Changes to either assets or liabilities will cause a change in net working capital unless they are equal.

For example, If a business owner invests an additional $10,000 in her company, its assets increase by $10,000 but current liabilities do not increase. Thus, working capital increases by $10,000.

If that same company were to borrow $10,000, and agree to pay it back in less than one year, the working capital has not increased, because both assets and liabilities increased by $10,000.

Should that same company invest $10,000 in inventory, working capital will not change because cash decreased by $10,000, but assets increased by $10,000.

The same company sells a product for $1,000, which it held in inventory at a cost of $500. Working capital increases by $500 because accounts receivable, or cash, increased by $1,000 and inventory decreased by $500.

The company now uses $1,000 to buy equipment. That will reduce working capital because the asset cash decreased, but the equipment has more than a one-year life, so it falls under long-term assets and doesn’t affect the net working capital calculation.

Cash management and the management of operating liquidity is important for the survival of the business. A firm can make a profit, but if it has a problem keeping enough cash on hand, it won't survive. It’s important for a business owner to use all the financial metrics and measures available to continually manage liquidity and cash availability.

Increasing Net Working Capital

If your business has difficulty meeting its financial obligations and needs more net working capital, a few strategies can help free up cash and increase working capital funds.

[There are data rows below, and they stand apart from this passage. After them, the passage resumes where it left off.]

//! Holiday Calendar: named non-working days plus a per-year date-set cache
//! consulted by the working-day calculator on every submission.

use std::collections::HashSet;
use std::sync::Arc;

use chrono::{Datelike, NaiveDate, Utc};
use moka::future::Cache;

use crate::error::{LeaveError, LeaveResult};
use crate::model::{HolidayType, PublicHoliday};
use crate::store::Store;

/// Create/update payload for a holiday.
#[derive(Debug, Clone, serde::Serialize, serde::Deserialize, utoipa::ToSchema)]
pub struct NewHoliday {
    #[schema(example = "Republic Day")]
    pub name: String,
    #[schema(example = "2025-01-26", value_type = String, format = "date")]
    pub holiday_date: NaiveDate,
    pub holiday_type: HolidayType,
    #[serde(default)]
    pub is_restricted: bool,
    #[serde(default)]
    pub recurring: bool,
    pub description: Option<String>,
}

pub struct HolidayCalendar {
    store: Arc<Store>,
    /// year -> set of holiday dates. Invalidated on any CRUD for that year.
    year_cache: Cache<i32, Arc<HashSet<NaiveDate>>>,
}

impl HolidayCalendar {
    pub fn new(store: Arc<Store>) -> Self {
        HolidayCalendar {
            store,
            year_cache: Cache::builder().max_capacity(64).build(),
        }
    }

    pub async fn list(&self, year: i32) -> LeaveResult<Vec<PublicHoliday>> {
        self.store.list_holidays(year).await
    }

    async fn dates_for_year(&self, year: i32) -> LeaveResult<Arc<HashSet<NaiveDate>>> {
        if let Some(dates) = self.year_cache.get(&year).await {
            return Ok(dates);
        }
        let holidays = self.store.list_holidays(year).await?;
        let dates: Arc<HashSet<NaiveDate>> =
            Arc::new(holidays.into_iter().map(|h| h.holiday_date).collect());
        self.year_cache.insert(year, dates.clone()).await;
        Ok(dates)
    }

    /// Union of holiday dates over the years a request spans.
    pub async fn dates_for_years(&self, years: &[i32]) -> LeaveResult<HashSet<NaiveDate>> {
        let sets =
            futures_util::future::join_all(years.iter().map(|year| self.dates_for_year(*year)))
                .await;
        let mut all = HashSet::new();
        for set in sets {
            all.extend(set?.iter().copied());
        }
        Ok(all)
    }

    pub async fn is_holiday(&self, date: NaiveDate) -> LeaveResult<bool> {
        Ok(self.dates_for_year(date.year()).await?.contains(&date))
    }

    pub async fn create(&self, new: NewHoliday) -> LeaveResult<PublicHoliday> {
        let mut holiday = PublicHoliday {
            id: 0,
            name: new.name,
            holiday_date: new.holiday_date,
            holiday_type: new.holiday_type,
            is_restricted: new.is_restricted,
            recurring: new.recurring,
            description: new.description,
            created_at: Utc::now(),
        };
        if holiday.name.trim().is_empty() {
            return Err(LeaveError::validation("holiday name is required"));
        }
        holiday.id = self.store.insert_holiday(&holiday).await?;
        self.year_cache
            .invalidate(&holiday.holiday_date.year())
            .await;
        Ok(holiday)
    }

    pub async fn update(&self, id: u64, new: NewHoliday) -> LeaveResult<PublicHoliday> {
        let existing = self
            .store
            .get_holiday(id)
            .await?
            .ok_or_else(|| LeaveError::not_found("holiday"))?;
        let updated = PublicHoliday {
            id,
            name: new.name,
            holiday_date: new.holiday_date,
            holiday_type: new.holiday_type,
            is_restricted: new.is_restricted,
            recurring: new.recurring,
            description: new.description,
            created_at: existing.created_at,
        };
        if !self.store.update_holiday(&updated).await? {
            return Err(LeaveError::not_found("holiday"));
        }
        // The date may have moved across a year boundary.
        self.year_cache
            .invalidate(&existing.holiday_date.year())
            .await;
        self.year_cache
            .invalidate(&updated.holiday_date.year())
            .await;
        Ok(updated)
    }

    /// Past applications keep the day counts they were computed with; only
    /// future lookups see the deletion.
    pub async fn delete(&self, id: u64) -> LeaveResult<()> {
        let existing = self
            .store
            .get_holiday(id)
            .await?
            .ok_or_else(|| LeaveError::not_found("holiday"))?;
        self.store.delete_holiday(id).await?;
        self.year_cache
            .invalidate(&existing.holiday_date.year())
            .await;
        Ok(())
    }

    /// Pre-load the current year's date set at startup.
    pub async fn warmup(&self, year: i32) -> anyhow::Result<()> {
        let dates = self.dates_for_year(year).await?;
        log::info!(
            "Holiday calendar warmup complete: {} dates for {}",
            dates.len(),
            year
        );
        Ok(())
    }
}
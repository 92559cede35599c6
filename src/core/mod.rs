pub mod analytics;
pub mod calendar;
pub mod credit;
pub mod ledger;
pub mod lifecycle;
pub mod registry;
pub mod workdays;

pub use analytics::Analytics;
pub use calendar::HolidayCalendar;
pub use credit::CreditWorkflow;
pub use ledger::{BalanceLedger, LockMap};
pub use lifecycle::LifecycleEngine;
pub use registry::TypeRegistry;
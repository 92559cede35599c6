//! Chargeable-day computation.
//!
//! Pure and timezone-stable: operates on calendar dates and a pre-fetched
//! holiday set, never on instants. The lifecycle engine recomputes every
//! day count through here; client-supplied values are never trusted.

use std::collections::HashSet;

use chrono::{Datelike, NaiveDate, Weekday};

use crate::model::DurationType;

pub fn is_weekend(date: NaiveDate) -> bool {
    matches!(date.weekday(), Weekday::Sat | Weekday::Sun)
}

pub fn is_working_day(date: NaiveDate, holidays: &HashSet<NaiveDate>) -> bool {
    !is_weekend(date) && !holidays.contains(&date)
}

/// Chargeable days for a request.
///
/// Half Day is 0.5 regardless of the range. Full Day charges 1.0 only when
/// `from` is a working day; the caller rejects requests that land entirely
/// on non-working days by checking for a zero result. Multiple Days counts
/// the working days in `[from, to]`.
pub fn chargeable_days(
    from: NaiveDate,
    to: Option<NaiveDate>,
    duration: DurationType,
    holidays: &HashSet<NaiveDate>,
) -> f64 {
    match duration {
        DurationType::HalfDay => 0.5,
        DurationType::FullDay => {
            if is_working_day(from, holidays) {
                1.0
            } else {
                0.0
            }
        }
        DurationType::MultipleDays => {
            let to = to.unwrap_or(from);
            let mut days = 0.0;
            let mut current = from;
            while current <= to {
                if is_working_day(current, holidays) {
                    days += 1.0;
                }
                match current.succ_opt() {
                    Some(next) => current = next,
                    None => break,
                }
            }
            days
        }
    }
}
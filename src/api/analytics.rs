use actix_web::{HttpResponse, web};
use serde::Deserialize;
use utoipa::IntoParams;

use crate::actor::Actor;
use crate::api::leave::default_year;
use crate::core::analytics::{LeaveAnalytics, LeaveStats};
use crate::error::LeaveError;
use crate::state::AppState;

#[derive(Deserialize, IntoParams)]
pub struct AnalyticsQuery {
    /// Defaults to the current year
    pub year: Option<i32>,
}

/* =========================
Full analytics rollup (admin)
========================= */
#[utoipa::path(
    get,
    path = "/api/v1/analytics",
    params(AnalyticsQuery),
    responses(
        (status = 200, description = "Trends, utilization, absenteeism and liability", body = LeaveAnalytics),
        (status = 403, description = "Forbidden")
    ),
    tag = "Analytics"
)]
pub async fn leave_analytics(
    actor: Actor,
    state: web::Data<AppState>,
    query: web::Query<AnalyticsQuery>,
) -> Result<HttpResponse, LeaveError> {
    actor.require_admin()?;
    let year = query.year.unwrap_or_else(default_year);
    let report = state.analytics.year_report(year).await?;
    Ok(HttpResponse::Ok().json(report))
}

/* =========================
Summary stats (manager and up)
========================= */
#[utoipa::path(
    get,
    path = "/api/v1/analytics/stats",
    params(AnalyticsQuery),
    responses(
        (status = 200, description = "Headline counters", body = LeaveStats),
        (status = 403, description = "Forbidden")
    ),
    tag = "Analytics"
)]
pub async fn leave_stats(
    actor: Actor,
    state: web::Data<AppState>,
    query: web::Query<AnalyticsQuery>,
) -> Result<HttpResponse, LeaveError> {
    actor.require_approver()?;
    let year = query.year.unwrap_or_else(default_year);
    let stats = state.analytics.stats(year).await?;
    Ok(HttpResponse::Ok().json(stats))
}
use actix_web::{HttpResponse, web};
use serde::Deserialize;
use utoipa::IntoParams;

use crate::actor::Actor;
use crate::api::leave::default_year;
use crate::core::calendar::NewHoliday;
use crate::error::LeaveError;
use crate::model::PublicHoliday;
use crate::state::AppState;

#[derive(Deserialize, IntoParams)]
pub struct HolidayQuery {
    /// Defaults to the current year
    pub year: Option<i32>,
}

/* =========================
List holidays for a year
========================= */
#[utoipa::path(
    get,
    path = "/api/v1/holidays",
    params(HolidayQuery),
    responses(
        (status = 200, description = "Holidays for the year", body = [PublicHoliday])
    ),
    tag = "Holiday"
)]
pub async fn list_holidays(
    _actor: Actor,
    state: web::Data<AppState>,
    query: web::Query<HolidayQuery>,
) -> Result<HttpResponse, LeaveError> {
    let year = query.year.unwrap_or_else(default_year);
    let holidays = state.calendar.list(year).await?;
    Ok(HttpResponse::Ok().json(holidays))
}

/* =========================
Create holiday (admin)
========================= */
#[utoipa::path(
    post,
    path = "/api/v1/holidays",
    request_body = NewHoliday,
    responses(
        (status = 200, description = "Holiday created", body = PublicHoliday),
        (status = 403, description = "Forbidden")
    ),
    tag = "Holiday"
)]
pub async fn create_holiday(
    actor: Actor,
    state: web::Data<AppState>,
    payload: web::Json<NewHoliday>,
) -> Result<HttpResponse, LeaveError> {
    actor.require_admin()?;
    let holiday = state.calendar.create(payload.into_inner()).await?;
    Ok(HttpResponse::Ok().json(holiday))
}

/* =========================
Update holiday (admin)
========================= */
#[utoipa::path(
    put,
    path = "/api/v1/holidays/{holiday_id}",
    params(("holiday_id" = u64, Path, description = "Holiday ID")),
    request_body = NewHoliday,
    responses(
        (status = 200, description = "Holiday updated", body = PublicHoliday),
        (status = 403, description = "Forbidden"),
        (status = 404, description = "Holiday not found")
    ),
    tag = "Holiday"
)]
pub async fn update_holiday(
    actor: Actor,
    state: web::Data<AppState>,
    path: web::Path<u64>,
    payload: web::Json<NewHoliday>,
) -> Result<HttpResponse, LeaveError> {
    actor.require_admin()?;
    let holiday = state
        .calendar
        .update(path.into_inner(), payload.into_inner())
        .await?;
    Ok(HttpResponse::Ok().json(holiday))
}

/* =========================
Delete holiday (admin)
========================= */
#[utoipa::path(
    delete,
    path = "/api/v1/holidays/{holiday_id}",
    params(("holiday_id" = u64, Path, description = "Holiday ID")),
    responses(
        (status = 200, description = "Holiday deleted; past day counts are not recomputed"),
        (status = 403, description = "Forbidden"),
        (status = 404, description = "Holiday not found")
    ),
    tag = "Holiday"
)]
pub async fn delete_holiday(
    actor: Actor,
    state: web::Data<AppState>,
    path: web::Path<u64>,
) -> Result<HttpResponse, LeaveError> {
    actor.require_admin()?;
    state.calendar.delete(path.into_inner()).await?;
    Ok(HttpResponse::Ok().json(serde_json::json!({
        "message": "Holiday deleted"
    })))
}
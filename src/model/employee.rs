//! Read-only mirror of the external identity/employee service.
//!
//! The engine never owns identity. Profiles are pushed in through the sync
//! endpoint and consulted for eligibility (gender), approval routing
//! (manager), accrual (joining date) and analytics (department).

use chrono::NaiveDate;
use serde::{Deserialize, Serialize};
use strum_macros::{Display, EnumString};
use utoipa::ToSchema;

#[derive(
    Debug, Clone, Copy, PartialEq, Eq, Serialize, Deserialize, Display, EnumString, ToSchema,
)]
#[serde(rename_all = "snake_case")]
#[strum(serialize_all = "snake_case")]
pub enum Gender {
    Male,
    Female,
    Other,
}

#[derive(
    Debug, Clone, Copy, PartialEq, Eq, Serialize, Deserialize, Display, EnumString, ToSchema,
)]
#[serde(rename_all = "snake_case")]
#[strum(serialize_all = "snake_case")]
pub enum Role {
    Employee,
    Manager,
    HrAdmin,
    SuperAdmin,
}

impl Role {
    pub fn is_admin(self) -> bool {
        matches!(self, Role::HrAdmin | Role::SuperAdmin)
    }

    pub fn can_approve(self) -> bool {
        matches!(self, Role::Manager | Role::HrAdmin | Role::SuperAdmin)
    }
}

/// The authenticated caller, as resolved by the upstream gateway. Users not
/// linked to an employee record (service accounts) carry no employee id.
#[derive(Debug, Clone, Copy)]
pub struct Caller {
    pub employee_id: Option<u64>,
    pub role: Role,
}

impl Caller {
    /// True when the caller may act on this employee's behalf: the employee
    /// themselves, or an HR/super administrator.
    pub fn acts_for(&self, employee_id: u64) -> bool {
        self.employee_id == Some(employee_id) || self.role.is_admin()
    }

    pub fn is_self(&self, employee_id: u64) -> bool {
        self.employee_id == Some(employee_id)
    }
}

#[derive(Debug, Clone, Serialize, Deserialize, ToSchema)]
pub struct EmployeeProfile {
    #[schema(example = 1000)]
    pub employee_id: u64,
    #[schema(example = "John Doe")]
    pub full_name: String,
    pub gender: Gender,
    #[schema(example = "Engineering")]
    pub department: String,
    pub manager_id: Option<u64>,
    #[schema(example = "2024-01-01", value_type = String, format = "date")]
    pub date_of_joining: NaiveDate,
    pub active: bool,
}
//! Storage backends.
//!
//! The core services speak to a [`Store`] facade with two backends: the
//! in-process [`MemStore`] (tests, and runs without a configured database)
//! and the sqlx-backed [`MySqlStore`]. The facade is deliberately plain
//! CRUD; atomicity lives in the ledger's per-employee serialization
//! discipline, and the MySQL backend additionally wraps every mutation in
//! its own transaction.

pub mod memory;
pub mod mysql;

use chrono::NaiveDate;

pub use memory::MemStore;
pub use mysql::MySqlStore;

use crate::error::LeaveResult;
use crate::model::{
    CreditStatus, EmployeeProfile, LeaveApplication, LeaveBalance, LeaveCreditRequest, LeaveStatus,
    LeaveType, PublicHoliday,
};

/// Listing filter for applications, mirrored by the HTTP query surface.
#[derive(Debug, Clone)]
pub struct ApplicationFilter {
    pub employee_id: Option<u64>,
    pub employee_ids: Option<Vec<u64>>,
    pub status: Option<LeaveStatus>,
    pub year: Option<i32>,
    /// 1-based.
    pub page: u64,
    pub per_page: u64,
}

impl Default for ApplicationFilter {
    fn default() -> Self {
        ApplicationFilter {
            employee_id: None,
            employee_ids: None,
            status: None,
            year: None,
            page: 1,
            per_page: 20,
        }
    }
}

pub enum Store {
    Mem(MemStore),
    MySql(MySqlStore),
}

macro_rules! dispatch {
    ($self:ident . $method:ident ( $($arg:expr),* )) => {
        match $self {
            Store::Mem(s) => s.$method($($arg),*).await,
            Store::MySql(s) => s.$method($($arg),*).await,
        }
    };
}

impl Store {
    pub fn mem() -> Self {
        Store::Mem(MemStore::new())
    }

    // ---- leave types ----

    pub async fn insert_leave_type(&self, lt: &LeaveType) -> LeaveResult<u64> {
        dispatch!(self.insert_leave_type(lt))
    }

    pub async fn update_leave_type(&self, lt: &LeaveType) -> LeaveResult<bool> {
        dispatch!(self.update_leave_type(lt))
    }

    pub async fn delete_leave_type(&self, id: u64) -> LeaveResult<bool> {
        dispatch!(self.delete_leave_type(id))
    }

    pub async fn get_leave_type(&self, id: u64) -> LeaveResult<Option<LeaveType>> {
        dispatch!(self.get_leave_type(id))
    }

    pub async fn list_leave_types(&self) -> LeaveResult<Vec<LeaveType>> {
        dispatch!(self.list_leave_types())
    }

    /// Balances plus applications still pointing at the type.
    pub async fn count_type_references(&self, id: u64) -> LeaveResult<u64> {
        dispatch!(self.count_type_references(id))
    }

    // ---- holidays ----

    pub async fn insert_holiday(&self, h: &PublicHoliday) -> LeaveResult<u64> {
        dispatch!(self.insert_holiday(h))
    }

    pub async fn update_holiday(&self, h: &PublicHoliday) -> LeaveResult<bool> {
        dispatch!(self.update_holiday(h))
    }

    pub async fn delete_holiday(&self, id: u64) -> LeaveResult<bool> {
        dispatch!(self.delete_holiday(id))
    }

    pub async fn get_holiday(&self, id: u64) -> LeaveResult<Option<PublicHoliday>> {
        dispatch!(self.get_holiday(id))
    }

    pub async fn list_holidays(&self, year: i32) -> LeaveResult<Vec<PublicHoliday>> {
        dispatch!(self.list_holidays(year))
    }

    // ---- balances ----

    pub async fn get_balance(
        &self,
        employee_id: u64,
        leave_type_id: u64,
        year: i32,
    ) -> LeaveResult<Option<LeaveBalance>> {
        dispatch!(self.get_balance(employee_id, leave_type_id, year))
    }

    pub async fn upsert_balance(&self, balance: &LeaveBalance) -> LeaveResult<()> {
        dispatch!(self.upsert_balance(balance))
    }

    pub async fn balances_for_employee(
        &self,
        employee_id: u64,
        year: i32,
    ) -> LeaveResult<Vec<LeaveBalance>> {
        dispatch!(self.balances_for_employee(employee_id, year))
    }

    pub async fn balances_for_year(&self, year: i32) -> LeaveResult<Vec<LeaveBalance>> {
        dispatch!(self.balances_for_year(year))
    }

    // ---- applications ----

    pub async fn insert_application(&self, app: &LeaveApplication) -> LeaveResult<u64> {
        dispatch!(self.insert_application(app))
    }

    pub async fn update_application(&self, app: &LeaveApplication) -> LeaveResult<bool> {
        dispatch!(self.update_application(app))
    }

    pub async fn get_application(&self, id: u64) -> LeaveResult<Option<LeaveApplication>> {
        dispatch!(self.get_application(id))
    }

    pub async fn list_applications(
        &self,
        filter: &ApplicationFilter,
    ) -> LeaveResult<(Vec<LeaveApplication>, i64)> {
        dispatch!(self.list_applications(filter))
    }

    /// Pending/approved applications of one employee intersecting a range.
    pub async fn live_applications_in_range(
        &self,
        employee_id: u64,
        from: NaiveDate,
        to: NaiveDate,
    ) -> LeaveResult<Vec<LeaveApplication>> {
        dispatch!(self.live_applications_in_range(employee_id, from, to))
    }

    pub async fn applications_for_year(&self, year: i32) -> LeaveResult<Vec<LeaveApplication>> {
        dispatch!(self.applications_for_year(year))
    }

    pub async fn count_pending_applications(&self) -> LeaveResult<i64> {
        dispatch!(self.count_pending_applications())
    }

    // ---- credit requests ----

    pub async fn insert_credit_request(&self, req: &LeaveCreditRequest) -> LeaveResult<u64> {
        dispatch!(self.insert_credit_request(req))
    }

    pub async fn update_credit_request(&self, req: &LeaveCreditRequest) -> LeaveResult<bool> {
        dispatch!(self.update_credit_request(req))
    }

    pub async fn get_credit_request(&self, id: u64) -> LeaveResult<Option<LeaveCreditRequest>> {
        dispatch!(self.get_credit_request(id))
    }

    pub async fn list_credit_requests(
        &self,
        employee_id: Option<u64>,
        status: Option<CreditStatus>,
    ) -> LeaveResult<Vec<LeaveCreditRequest>> {
        dispatch!(self.list_credit_requests(employee_id, status))
    }

    // ---- employee mirror ----

    pub async fn upsert_employee(&self, profile: &EmployeeProfile) -> LeaveResult<()> {
        dispatch!(self.upsert_employee(profile))
    }

    pub async fn get_employee(&self, employee_id: u64) -> LeaveResult<Option<EmployeeProfile>> {
        dispatch!(self.get_employee(employee_id))
    }

    pub async fn list_employees(&self) -> LeaveResult<Vec<EmployeeProfile>> {
        dispatch!(self.list_employees())
    }
}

  • Sell Off Long-Term Assets: If your business has equipment and other long-term assets such as buildings, consider selling off unused equipment or subleasing unused building space. This can provide needed cash to increase your current assets and working capital. Some companies sell their own commercial buildings to generate cash and subsequently lease the facilities back from the new owner at a payment that fits within their expense budget while putting the cash proceeds to work in other areas of the business.
  • Increase the speed of inventory turnover: Holding months’ worth of inventory instead of selling it ties up cash, and if you have slow-moving products or an inefficient inventory management process, your business could be caught with very little working capital. Discount slow-moving items, and revamp your company’s restocking procedures to get inventory ordered, received and out to customers or retailers more quickly. Focus on fast-selling inventory and don’t over-order, especially during slow-selling times of the year. Review your list of inventory items and reconsider spending on items that have low demand or infrequent sales.
  • Refinance short-term or expensive debt: Short-term debt refers to loans that will be paid in one year or less and fall under the current liabilities category. Refinancing short-term loans with long-term debt can stretch out payment schedules and lower monthly payments, providing more cash for working capital. Long-term loans fall under the balance sheet’s long-term liabilities section and don’t factor into the working capital calculation.